Jenkins offline plugins installation issue

Hi, currently I’m creating an automation on Ansible to install Jenkins completely offline. I’m facing issues with installing Plugins. Since we don’t have internet connectivity all the plugins and their dependencies had been downloaded to the “/plugins” folder, but Jenkins complains that cannot read some of the “hpi” files and even if the dependencies have the correct version it still cannot load them.

For a few plugins, this method of downloading and uploading to “/plugins” folder is working but when I add more plugins the issue starts.
On a online instance, I’ve already checked all the plugins and their versions, but when I try with the offline instance with the same plugins and versions it won’t work.

Any ideas?

Make sure that:

  • java versions and jenkins core versions are identical between your online and offline versions
  • ensure all plugins are in the plugins folder (don’t do it incrementally, copy all hpi files from the online version!)
  • check file and folder ownerships, jenkins needs to be able to create subdirs in the plugin folder.

The Java and Jenkins core versions are exactly the same.
Files permissions to plugins folder are open and ownership is correct.

Each plugin hpi file is downloaded from a internal repository on a task loop while Jenkins is offline. The files uploaded to this repository are not literally the same files from the online instance’s folder but their equivalent versions from the Jenkins plugins repository.
The plugins file extension is renamed to “jpi” (Although I’ve tried the same without renaming)
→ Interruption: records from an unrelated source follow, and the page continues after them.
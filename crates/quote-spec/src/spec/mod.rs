pub mod field;
pub mod form;
pub mod group;

pub use field::{
    CustomCheck, FieldKind, FieldOption, FieldSpec, Operator, ValidationRule, VisibilityRule,
};
pub use form::{EmbedSpec, FormSchema, SchemaError};
pub use group::GroupSpec;
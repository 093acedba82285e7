use std::collections::BTreeMap;

use regex::Regex;
use serde_json::Value;
use tracing::warn;

use crate::spec::field::{FieldKind, FieldSpec};
use crate::spec::form::FormSchema;
use crate::store::FormState;
use crate::value::{format_number, is_falsy, to_number, to_text};
use crate::visibility::is_visible;

/// Field id to error message.
pub type ErrorMap = BTreeMap<String, String>;

/// Compiles a pattern so that it must match the whole value.
pub fn full_match_regex(pattern: &str) -> Result<Regex, regex::Error> {
    Regex::new(&format!("^(?:{pattern})$"))
}

/// Computes the error for a single field value, or `None` when it is valid.
///
/// Checks run in order and the first failure wins: required, numeric range
/// (number fields only), pattern, then the custom check whose answer is final.
/// The pattern sees the value's text form, so an unset value is matched as
/// `"undefined"` and `null` as `"null"`. A pattern that does not compile is
/// logged and skipped; [`FormSchema::check`] rejects such schemas up front.
pub fn validate_field(field: &FieldSpec, value: Option<&Value>) -> Option<String> {
    if field.required && is_falsy(value) {
        return Some(format!("{} is required", field.label));
    }

    let rule = field.validation.as_ref()?;

    if field.kind == FieldKind::Number && rule.has_range() {
        let number = to_number(value);
        if let Some(min) = rule.min
            && number < min
        {
            return Some(format!(
                "{} must be at least {}",
                field.label,
                format_number(min)
            ));
        }
        if let Some(max) = rule.max
            && number > max
        {
            return Some(format!(
                "{} must be at most {}",
                field.label,
                format_number(max)
            ));
        }
    }

    match rule.pattern_regex() {
        Some(Ok(regex)) if !regex.is_match(&to_text(value)) => {
            return Some(format!("{} is invalid", field.label));
        }
        Some(Err(error)) => {
            warn!(field = %field.id, %error, "pattern does not compile; check skipped");
        }
        _ => {}
    }

    if let Some(custom) = &rule.custom {
        return custom.call(value);
    }

    None
}

/// Validates every field that is currently visible, across all groups.
pub fn validate_visible(schema: &FormSchema, state: &FormState) -> ErrorMap {
    schema
        .fields
        .iter()
        .filter(|field| is_visible(field, state))
        .filter_map(|field| {
            validate_field(field, state.value(&field.id)).map(|error| (field.id.clone(), error))
        })
        .collect()
}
Most of the errors are of this type:
Failed to expand <jenkins home>/plugins/<plugin name>.jpi

The issue still persists, but thanks for the insights!

Most of the plugins are loaded properly but a few aren’t, and they cause other plugins to fail loading as well.
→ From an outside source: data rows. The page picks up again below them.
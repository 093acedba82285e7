//! Message channel between the page and the embedded external form.

use std::cell::RefCell;
use std::fmt;
use std::rc::{Rc, Weak};

use serde_json::Value;
use tracing::trace;

/// Tag carried by the external form once it has accepted a submission.
pub const SUBMITTED_EVENT: &str = "formSubmitted";
/// Tag reserved for a failure report from the external form.
pub const FAILED_EVENT: &str = "formError";

/// Interpretation of an inbound message payload.
#[derive(Debug, Clone, PartialEq, Eq)]
pub enum EmbedMessage {
    Submitted,
    Failed { reason: Option<String> },
    Ignored,
}

impl EmbedMessage {
    /// Only `{"event": "formSubmitted"}` and `{"event": "formError"}` are
    /// recognised; any other shape is ignored.
    pub fn parse(payload: &Value) -> Self {
        match payload.get("event").and_then(Value::as_str) {
            Some(SUBMITTED_EVENT) => EmbedMessage::Submitted,
            Some(FAILED_EVENT) => EmbedMessage::Failed {
                reason: payload
                    .get("message")
                    .and_then(Value::as_str)
                    .map(String::from),
            },
            _ => EmbedMessage::Ignored,
        }
    }
}

type Listener = Rc<dyn Fn(&Value)>;

#[derive(Default)]
struct Registry {
    next_id: u64,
    listeners: Vec<(u64, Listener)>,
}

/// Broadcasts payloads posted by the external form to registered listeners.
///
/// Cloning yields another handle to the same channel.
#[derive(Clone, Default)]
pub struct EmbedBridge {
    registry: Rc<RefCell<Registry>>,
}

impl fmt::Debug for EmbedBridge {
    fn fmt(&self, f: &mut fmt::Formatter<'_>) -> fmt::Result {
        f.debug_struct("EmbedBridge")
            .field("listeners", &self.listener_count())
            .finish()
    }
}

impl EmbedBridge {
    pub fn new() -> Self {
        Self::default()
    }

    /// Registers a listener until the returned [`Subscription`] is dropped.
    pub fn listen(&self, listener: impl Fn(&Value) + 'static) -> Subscription {
        let listener: Listener = Rc::new(listener);
        let mut registry = self.registry.borrow_mut();
        let id = registry.next_id;
        registry.next_id += 1;
        registry.listeners.push((id, listener));
        Subscription {
            id,
            registry: Rc::downgrade(&self.registry),
        }
    }

    /// Delivers a payload to every listener registered at the time of the call.
    pub fn post(&self, payload: &Value) {
        let listeners = self
            .registry
            .borrow()
            .listeners
            .iter()
            .map(|(_, listener)| Rc::clone(listener))
            .collect::<Vec<_>>();
        trace!(listeners = listeners.len(), %payload, "dispatching embed message");
        for listener in listeners {
            listener(payload);
        }
    }

    pub fn listener_count(&self) -> usize {
        self.registry.borrow().listeners.len()
    }
}

/// Keeps a listener registered on an [`EmbedBridge`]; dropping it unregisters.
#[must_use = "dropping a Subscription unregisters the listener"]
pub struct Subscription {
    id: u64,
    registry: Weak<RefCell<Registry>>,
}

impl fmt::Debug for Subscription {
    fn fmt(&self, f: &mut fmt::Formatter<'_>) -> fmt::Result {
        f.debug_struct("Subscription").field("id", &self.id).finish()
    }
}

impl Drop for Subscription {
    fn drop(&mut self) {
        if let Some(registry) = self.registry.upgrade() {
            registry
                .borrow_mut()
                .listeners
                .retain(|(id, _)| *id != self.id);
        }
    }
}

#[cfg(test)]
mod tests {
    use super::*;
    use serde_json::json;
    use std::cell::Cell;

    #[test]
    fn parses_tagged_payloads() {
        assert_eq!(
            EmbedMessage::parse(&json!({ "event": "formSubmitted" })),
            EmbedMessage::Submitted
        );
        assert_eq!(
            EmbedMessage::parse(&json!({ "event": "formError", "message": "down" })),
            EmbedMessage::Failed {
                reason: Some("down".into())
            }
        );
        assert_eq!(
            EmbedMessage::parse(&json!({ "event": "heightChanged", "height": 900 })),
            EmbedMessage::Ignored
        );
        assert_eq!(
            EmbedMessage::parse(&json!("formSubmitted")),
            EmbedMessage::Ignored
        );
    }

    #[test]
    fn dropping_subscription_unregisters() {
        let bridge = EmbedBridge::new();
        let hits = Rc::new(Cell::new(0));
        let counter = Rc::clone(&hits);
        let subscription = bridge.listen(move |_| counter.set(counter.get() + 1));
        bridge.post(&json!({}));
        assert_eq!(bridge.listener_count(), 1);

        drop(subscription);
        bridge.post(&json!({}));
        assert_eq!(hits.get(), 1);
        assert_eq!(bridge.listener_count(), 0);
    }

    #[test]
    fn listener_may_drop_other_subscriptions_during_dispatch() {
        let bridge = EmbedBridge::new();
        let held = Rc::new(RefCell::new(None::<Subscription>));
        let slot = Rc::clone(&held);
        let _first = bridge.listen(move |_| {
            slot.borrow_mut().take();
        });
        *held.borrow_mut() = Some(bridge.listen(|_| {}));
        bridge.post(&json!({}));
        assert_eq!(bridge.listener_count(), 1);
    }
}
strange error, maybe the files are corrupted in some way.

I thought the same and downloaded and uploaded again and still…

There must be some file that tracks the plugins installed that might be causing the issue

there is no limit how many plugins you can install. I assume you’re on Linux.
Is the plugins directory empty except for the .jpi files?
I would run a checksum on the jpi files and compare that to the checksum on the instance where you have no issues.
Also when you say you downloaded again, did you update the files in your internal repository? Maybe they are already corrupted there.
Is Failed to expand <jenkins home>/plugins/<plugin name>.jpi the only error message or is there a stacktrace attached?
Might be good to post the complete jenkins log

Most of the errors regards missing dependencies which are actually installed!
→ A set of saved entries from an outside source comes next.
fn load_schema(spec: Option<PathBuf>) -> CliResult<Arc<FormSchema>> {
    let path = spec.or_else(|| env::var_os(SPEC_ENV).map(PathBuf::from));
    let schema = match path {
        Some(path) => {
            debug!(path = %path.display(), "loading form schema");
            let contents = fs::read_to_string(&path)
                .map_err(|err| format!("failed to read {}: {}", path.display(), err))?;
            FormSchema::from_json_str(&contents)?
        }
        None => FormSchema::quote_request()?,
    };
    Ok(Arc::new(schema))
}

fn session_with_answers(
    schema: Arc<FormSchema>,
    answers: Option<PathBuf>,
) -> CliResult<FormSession> {
    let mut session = FormSession::new(schema);
    if let Some(path) = answers {
        let contents = fs::read_to_string(&path)?;
        let answers: Value = serde_json::from_str(&contents)?;
        let map = answers
            .as_object()
            .ok_or("answers file must contain a JSON object")?;
        for (field_id, value) in map {
            session.set_value(field_id, value.clone())?;
        }
    }
    Ok(session)
}

fn run_render(
    spec: Option<PathBuf>,
    answers: Option<PathBuf>,
    group: usize,
    format: RenderMode,
) -> CliResult<()> {
    let schema = load_schema(spec)?;
    if group >= schema.groups.len() {
        return Err(format!(
            "group {} does not exist; the form has {} groups",
            group,
            schema.groups.len()
        )
        .into());
    }
    let mut session = session_with_answers(schema, answers)?;
    for _ in 0..group {
        session.next_group();
    }
    let payload = build_render_payload(&session);
    match format {
        RenderMode::Text => println!("{}", render_text(&payload)),
        RenderMode::Json => println!("{}", serde_json::to_string_pretty(&render_json_ui(&payload))?),
    }
    Ok(())
}

fn run_validate(spec: Option<PathBuf>, answers: PathBuf) -> CliResult<()> {
    let schema = load_schema(spec)?;
    let session = session_with_answers(Arc::clone(&schema), Some(answers))?;
    let errors = validate_visible(&schema, session.store().state());

    println!(
        "Validation result: {}",
        if errors.is_empty() { "valid" } else { "invalid" }
    );
    if errors.is_empty() {
        return Ok(());
    }
    println!("Errors:");
    for (field_id, message) in &errors {
        println!("  {} - {}", field_id, message);
    }
    Err("validation failed".into())
}

fn run_check(spec: Option<PathBuf>) -> CliResult<()> {
    let schema = load_schema(spec)?;
    println!(
        "Schema '{}' is valid: {} groups, {} fields",
        schema.id,
        schema.groups.len(),
        schema.fields.len()
    );
    Ok(())
}

fn run_schema() -> CliResult<()> {
    let schema = schemars::schema_for!(FormSchema);
    println!("{}", serde_json::to_string_pretty(&schema)?);
    Ok(())
}

fn run_wizard(
    schema: Arc<FormSchema>,
    input: &mut impl BufRead,
    verbosity: Verbosity,
) -> CliResult<()> {
    let bridge = EmbedBridge::new();
    let mounted = FormSession::new(Arc::clone(&schema)).mount(&bridge);
    let mut presenter = WizardPresenter::new(verbosity);
    presenter.show_header(&schema);

    loop {
        let (index, total, group) = {
            let session = mounted.borrow();
            let Some(group) = session.current_group().cloned() else {
                return Err("form has no groups".into());
            };
            (session.navigator().current(), session.navigator().len(), group)
        };
        presenter.show_group(index, total, &group);
        fill_group(&mut mounted.borrow_mut(), &presenter, input)?;
        presenter.show_screen(&render_text(&build_render_payload(&mounted.borrow())));

        let last = mounted.borrow().navigator().is_last();
        presenter.show_actions(last, &schema.submit_button_text);
        let action = read_answer(input)?.unwrap_or_default().to_lowercase();
        match action.as_str() {
            "b" | "back" => {
                mounted.borrow_mut().previous_group();
                continue;
            }
            _ if !last => {
                mounted.borrow_mut().next_group();
                continue;
            }
            _ => {}
        }

        let outcome = mounted.borrow_mut().submit()?;
        match outcome {
            SubmitOutcome::Rejected(errors) => {
                presenter.show_rejection(&schema, &errors);
                mounted.borrow_mut().first_group();
            }
            SubmitOutcome::Revealed => break,
        }
    }

    presenter.show_embed(&build_render_payload(&mounted.borrow()));
    loop {
        let Some(line) = read_answer(input)? else {
            println!("No completion received; the external form remains open.");
            return Ok(());
        };
        if line.is_empty() {
            continue;
        }
        match serde_json::from_str::<Value>(&line) {
            Ok(payload) => bridge.post(&payload),
            Err(err) => {
                eprintln!("Ignoring message that is not JSON: {}", err);
                continue;
            }
        }

        let status = mounted.borrow().status();
        match status {
            SubmitStatus::Success => {
                info!(form_id = %schema.id, "quote request completed");
                presenter.show_completion(&schema.success_message);
                return Ok(());
            }
            SubmitStatus::Error => {
                presenter.show_external_failure(&schema.error_message);
                return Err("external form reported a failure".into());
            }
            _ => {}
        }
    }
}

/// Prompts for every visible field of the current group, re-evaluating
/// visibility after each answer.
fn fill_group(
    session: &mut FormSession,
    presenter: &WizardPresenter,
    input: &mut impl BufRead,
) -> CliResult<()> {
    let mut asked = BTreeSet::new();
    loop {
        let Some(field) = session
            .current_fields()
            .into_iter()
            .find(|field| !asked.contains(&field.id))
            .cloned()
        else {
            return Ok(());
        };
        asked.insert(field.id.clone());

        loop {
            presenter.show_prompt(&PromptContext::new(&field, session.store().value(&field.id)));
            let raw = read_answer(input)?.ok_or("input closed before the form was submitted")?;
            match parse_answer(&field, &raw) {
                Ok(Some(value)) => {
                    session.set_value(&field.id, value)?;
                    presenter.show_field_error(session.store().error(&field.id));
                    break;
                }
                Ok(None) => break,
                Err(err) => presenter.show_parse_error(&err),
            }
        }
    }
}

fn read_answer(input: &mut impl BufRead) -> CliResult<Option<String>> {
    print!("> ");
    io::stdout().flush()?;
    let mut line = String::new();
    if input.read_line(&mut line)? == 0 {
        return Ok(None);
    }
    Ok(Some(line.trim().to_string()))
}

/// Converts typed input into a field value. `Ok(None)` keeps the current value.
fn parse_answer(field: &FieldSpec, raw: &str) -> Result<Option<Value>, AnswerParseError> {
    let raw = raw.trim();
    if raw.is_empty() {
        return Ok(None);
    }
    match field.kind {
        FieldKind::Checkbox => parse_checkbox(raw).map(Some),
        FieldKind::Number => parse_number(raw).map(Some),
        FieldKind::Select | FieldKind::Radio => parse_choice(field, raw).map(Some),
        _ => Ok(Some(Value::String(raw.to_string()))),
    }
}

fn parse_checkbox(raw: &str) -> Result<Value, AnswerParseError> {
    match raw.to_lowercase().as_str() {
        "y" | "yes" | "true" | "1" => Ok(Value::Bool(true)),
        "n" | "no" | "false" | "0" => Ok(Value::Bool(false)),
        _ => Err(AnswerParseError::new(
            "answer yes or no",
            Some("one of yes/no/y/n/true/false/1/0".into()),
        )),
    }
}

fn parse_number(raw: &str) -> Result<Value, AnswerParseError> {
    if let Ok(value) = raw.parse::<i64>() {
        return Ok(Value::Number(Number::from(value)));
    }
    raw.parse::<f64>()
        .ok()
        .and_then(Number::from_f64)
        .map(Value::Number)
        .ok_or_else(|| AnswerParseError::new("enter a number", Some(format!("got '{}'", raw))))
}

fn parse_choice(field: &FieldSpec, raw: &str) -> Result<Value, AnswerParseError> {
    let by_index = raw
        .parse::<usize>()
        .ok()
        .and_then(|index| index.checked_sub(1))
        .and_then(|index| field.options.get(index));
    let chosen = by_index.or_else(|| {
        field.options.iter().find(|option| {
            option.value.eq_ignore_ascii_case(raw) || option.label.eq_ignore_ascii_case(raw)
        })
    });
    chosen
        .map(|option| Value::String(option.value.clone()))
        .ok_or_else(|| {
            let values = field
                .options
                .iter()
                .map(|option| option.value.as_str())
                .collect::<Vec<_>>();
            AnswerParseError::new(
                format!("'{}' is not one of the choices", raw),
                Some(values.join(", ")),
            )
        })
}

#[cfg(test)]
mod tests {
    use super::*;
    use quote_spec::FieldOption;
    use serde_json::json;
    use std::io::Cursor;

    fn choice_field() -> FieldSpec {
        FieldSpec::new("productType", "Product Type", FieldKind::Select, "g", 1).with_options(vec![
            FieldOption::new("Type A - Standard", "Type A"),
            FieldOption::new("Type B - Premium", "Type B"),
        ])
    }

    #[test]
    fn parse_answer_blank_keeps_value() {
        let field = FieldSpec::new("name", "Name", FieldKind::Text, "g", 1);
        assert!(parse_answer(&field, "   ").unwrap().is_none());
        assert_eq!(parse_answer(&field, "Ada").unwrap(), Some(json!("Ada")));
    }

    #[test]
    fn parse_answer_choice_accepts_index_value_or_label() {
        let field = choice_field();
        assert_eq!(parse_answer(&field, "2").unwrap(), Some(json!("Type B")));
        assert_eq!(parse_answer(&field, "type a").unwrap(), Some(json!("Type A")));
        assert_eq!(
            parse_answer(&field, "Type B - Premium").unwrap(),
            Some(json!("Type B"))
        );
        assert!(parse_answer(&field, "3").is_err());
        assert!(parse_answer(&field, "Type Z").is_err());
    }

    #[test]
    fn parse_answer_number_and_checkbox() {
        let number = FieldSpec::new("quantity", "Quantity", FieldKind::Number, "g", 1);
        assert_eq!(parse_answer(&number, "50").unwrap(), Some(json!(50)));
        assert_eq!(parse_answer(&number, "2.5").unwrap(), Some(json!(2.5)));
        assert!(parse_answer(&number, "lots").is_err());

        let checkbox = FieldSpec::new("agree", "Agree", FieldKind::Checkbox, "g", 1);
        assert_eq!(parse_answer(&checkbox, "Y").unwrap(), Some(json!(true)));
        assert!(parse_answer(&checkbox, "maybe").is_err());
    }

    fn wizard_script(lines: &[&str]) -> Cursor<Vec<u8>> {
        Cursor::new(format!("{}\n", lines.join("\n")).into_bytes())
    }

    #[test]
    fn wizard_completes_after_external_confirmation() {
        let schema = Arc::new(FormSchema::quote_request().expect("schema"));
        let mut input = wizard_script(&[
            "1",
            "50",
            "",
            "Ada Lovelace",
            "ada@example.com",
            "+15551234567",
            "",
            "",
            "email",
            "",
            "",
            "",
            r#"{"event":"heightChanged"}"#,
            r#"{"event":"formSubmitted"}"#,
        ]);
        run_wizard(schema, &mut input, Verbosity::Clean).expect("wizard");
    }

    #[test]
    fn wizard_reports_external_failure() {
        let schema = Arc::new(FormSchema::quote_request().expect("schema"));
        let mut input = wizard_script(&[
            "2",
            "7",
            "",
            "Grace",
            "grace@example.com",
            "+15550100",
            "",
            "",
            "2",
            "",
            "",
            "",
            r#"{"event":"formError"}"#,
        ]);
        assert!(run_wizard(schema, &mut input, Verbosity::Clean).is_err());
    }

    #[test]
    fn wizard_keeps_the_reveal_pending_when_input_ends() {
        let schema = Arc::new(FormSchema::quote_request().expect("schema"));
        let mut input = wizard_script(&[
            "1",
            "50",
            "",
            "Ada Lovelace",
            "ada@example.com",
            "+15551234567",
            "",
            "",
            "email",
            "",
            "",
            "",
        ]);
        run_wizard(schema, &mut input, Verbosity::Clean).expect("wizard");
    }

    #[test]
    fn wizard_fails_when_input_ends_early() {
        let schema = Arc::new(FormSchema::quote_request().expect("schema"));
        let mut input = wizard_script(&["1"]);
        assert!(run_wizard(schema, &mut input, Verbosity::Clean).is_err());
    }
}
While adding a proxy config and trying to fix the plugins through the UI I get this error:

org.jvnet.hudson.reactor.ReactorException: java.lang.Error: java.lang.reflect.InvocationTargetException

Maybe let’s change the approach.

How do I install plugins and resolve their dependencies on an offline instance?

On a online machine create a text file with the plugins you want to install. Then use GitHub - jenkinsci/plugin-installation-manager-tool: Plugin Manager CLI tool for Jenkins, this will download all required plugins.
Copy the plugins to your offline machine.